# Barbenangeln ohne Feederrute



## mrmayo (5. Februar 2008)

Hi Boardies 

Ich wollte demnächst bei uns an der Rur unterhalb eines Wehres mein Glück auf Barben versuchen,einziges Problem:Ich besitze keine Feederrute und werd mir in absehbarer Zeit auch keine kaufen ,da ich erstmal rausfinden möchte ob das Barbenfischen etwas für mich ist |kopfkrat
Ich wäre sehr dankbar wenn mir jemand Alternativen zum Feedern präsentieren könnte und auch über Tipps bezüglich Futter und Köder wäre ich sehr dankbar.

Vielen Dank im Voraus


----------



## Donnerkrähe (5. Februar 2008)

*AW: Barbenangeln ohne Feederrute*

Hallo und willkommen im board|wavey:,
meiner meinung nach brauchst du nich direkt ne Feederrute, sondern ne ganz normele rute deiner wahl die du schon hast. als Bissanzeiger stellst du die rute auf und hängst z.B. die Plastikhülle ausm Ü-Ei an nem Wirbel in die schnur. wenn ein Fisch den Köder nimmt, dann steigt das Ü-Ei und du siehst das... is kein Prob. und kostet dich nur 60cent.#6


----------



## Denni_Lo (5. Februar 2008)

*AW: Barbenangeln ohne Feederrute*

Gute Grundrute/Karpfenrute/Hechtrute tut es auch, als Bissanzeiger nimmst Du einen Swinger oder Einhängebisanzeiger.

Nim eine Freilaufrolle und ab dafür


----------



## Donnerkrähe (5. Februar 2008)

*AW: Barbenangeln ohne Feederrute*

Wie Denni gesagt hat, einhänger... das Ü-Ei hängst du zwischen den 2. und 3. Rutenring und auf zug steigt es an.


----------



## Steffen23769 (5. Februar 2008)

*AW: Barbenangeln ohne Feederrute*

Direkt unterhalb einer Staustufe willst Du angeln?

DA würde sich die sogenannte "Spürangel" anbieten.

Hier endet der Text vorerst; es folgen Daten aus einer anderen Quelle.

//! Core types for the eikon job orchestrator.
//!
//! This module provides the fundamental building blocks every other layer
//! speaks in:
//!
//! # Domain Model
//! - [`GenerationJob`]: One request to synthesize a talking-portrait video
//! - [`JobStatus`]: The externally visible state (`queued` → `processing` → terminal)
//! - [`JobRequest`]: The unvalidated submission; [`JobRequest::into_job`] enforces
//!   the "exactly one of script/audio" rule
//! - [`FailureCategory`]: Short, persisted reason attached to `failed` jobs
//!
//! # Error Handling
//! - [`CoreError`]: Validation and parsing errors
//!
//! # Retry Behavior
//! - [`RetryPolicy`]: Attempt budget, exponential backoff and per-attempt timeout
//! - [`RetryableError`]: Lets an error type decide whether another attempt can help
//!
//! # Example
//!
//! ```
//! use eikon::core::{JobRequest, JobStatus, Mode};
//!
//! let request = JobRequest {
//!     owner_id: "user-1".into(),
//!     photo_key: "ptv/photo.png".to_string(),
//!     script: Some("Hello there".to_string()),
//!     audio_key: None,
//!     voice_key: None,
//!     mode: Mode::Standard,
//!     enhancement: true,
//! };
//!
//! let job = request.into_job().unwrap();
//! assert_eq!(job.status(), JobStatus::Queued);
//! assert!(job.needs_speech_synthesis());
//! ```

mod error;
mod job;
pub mod retry;

pub use error::{CoreError, Result};
pub use job::{
    DrivingSource, FailureCategory, GenerationJob, JobId, JobRequest, JobStatus, Mode, OwnerId,
};
pub use retry::{RetryPolicy, RetryableError};
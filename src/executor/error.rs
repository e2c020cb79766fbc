use crate::core::{CoreError, JobId, RetryableError};
use crate::gateway::GatewayError;
use crate::storage::StorageError;
use thiserror::Error;

/// Execution layer error type.
///
/// Ordinary job-processing failures never surface here: they are converted
/// into the job's `failed` state. What remains is infrastructure trouble
/// (storage unreachable) and requests that name a job that does not exist.
#[derive(Debug, Error)]
#[non_exhaustive]
pub enum ExecutionError {
    /// A storage operation failed. The job stays resumable.
    #[error("storage error: {0}")]
    Storage(#[from] StorageError),

    /// The submission failed validation.
    #[error("invalid submission: {0}")]
    Invalid(#[from] CoreError),

    /// No job with this id exists.
    #[error("job not found: id={0}")]
    JobNotFound(JobId),

    /// A conditional update kept losing to a concurrent writer and was abandoned.
    #[error("conflicting update on job {0} abandoned")]
    ConflictAbandoned(JobId),

    /// The worker is no longer accepting jobs.
    #[error("job queue closed")]
    QueueClosed,
}

pub type Result<T> = std::result::Result<T, ExecutionError>;

/// Whether executing the job again may get further.
impl RetryableError for ExecutionError {
    fn is_retryable(&self) -> bool {
        match self {
            ExecutionError::Storage(e) => e.is_retryable(),
            ExecutionError::ConflictAbandoned(_) => true,
            _ => false,
        }
    }
}

/// Errors reported back to the provider that posted a webhook.
#[derive(Debug, Error)]
#[non_exhaustive]
pub enum CallbackError {
    /// The envelope could not be understood at all.
    #[error("malformed callback: {0}")]
    Malformed(String),

    /// No job holds this external handle, even after the grace period.
    #[error("no job holds external handle {0}")]
    UnknownHandle(String),

    /// A `finished` callback carried no result location. The job was failed.
    #[error("callback for job {job_id} has no result: {reason}")]
    MissingOutput { job_id: JobId, reason: String },

    /// Copying the result into storage failed. The job was failed.
    #[error("importing result for job {job_id} failed: {source}")]
    ImportFailed {
        job_id: JobId,
        #[source]
        source: GatewayError,
    },

    #[error(transparent)]
    Execution(#[from] ExecutionError),
}

impl From<StorageError> for CallbackError {
    fn from(e: StorageError) -> Self {
        CallbackError::Execution(ExecutionError::Storage(e))
    }
}

impl From<GatewayError> for CallbackError {
    fn from(e: GatewayError) -> Self {
        CallbackError::Malformed(e.to_string())
    }
}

Die älteren werden das noch kennen, ist aber irgendwie seit einiger Zeit aus der Mode...
Egal, erfolgreich ist es allemal.

Rute: 3 -4 m lang, ca. 60 Gr. Wurfgewicht.

Gerade soviel Blei nehmen, daß es liegenbleibt in der Strömung und wenn Du mit der Rute das Blei anhebst etwas weiterdriftet.

Einfache Grundmontage wählen, sprich Birnenblei auf die Hauptschnur, Wirbel dran und Vorfach einhängen.

Köder gingen Würmer, Madenbündel etc. am besten aber Käsewürfel, so 1,5 - 2 cm Kantenlänge.
Mit diesen Würfeln wird auch angefüttert, den Käse mit Haken läßt Du dann mit den Anfütterwürfeln abtreiben.

Die Methode hat schon vor 20 jahren funktioniert und geht auch heute noch.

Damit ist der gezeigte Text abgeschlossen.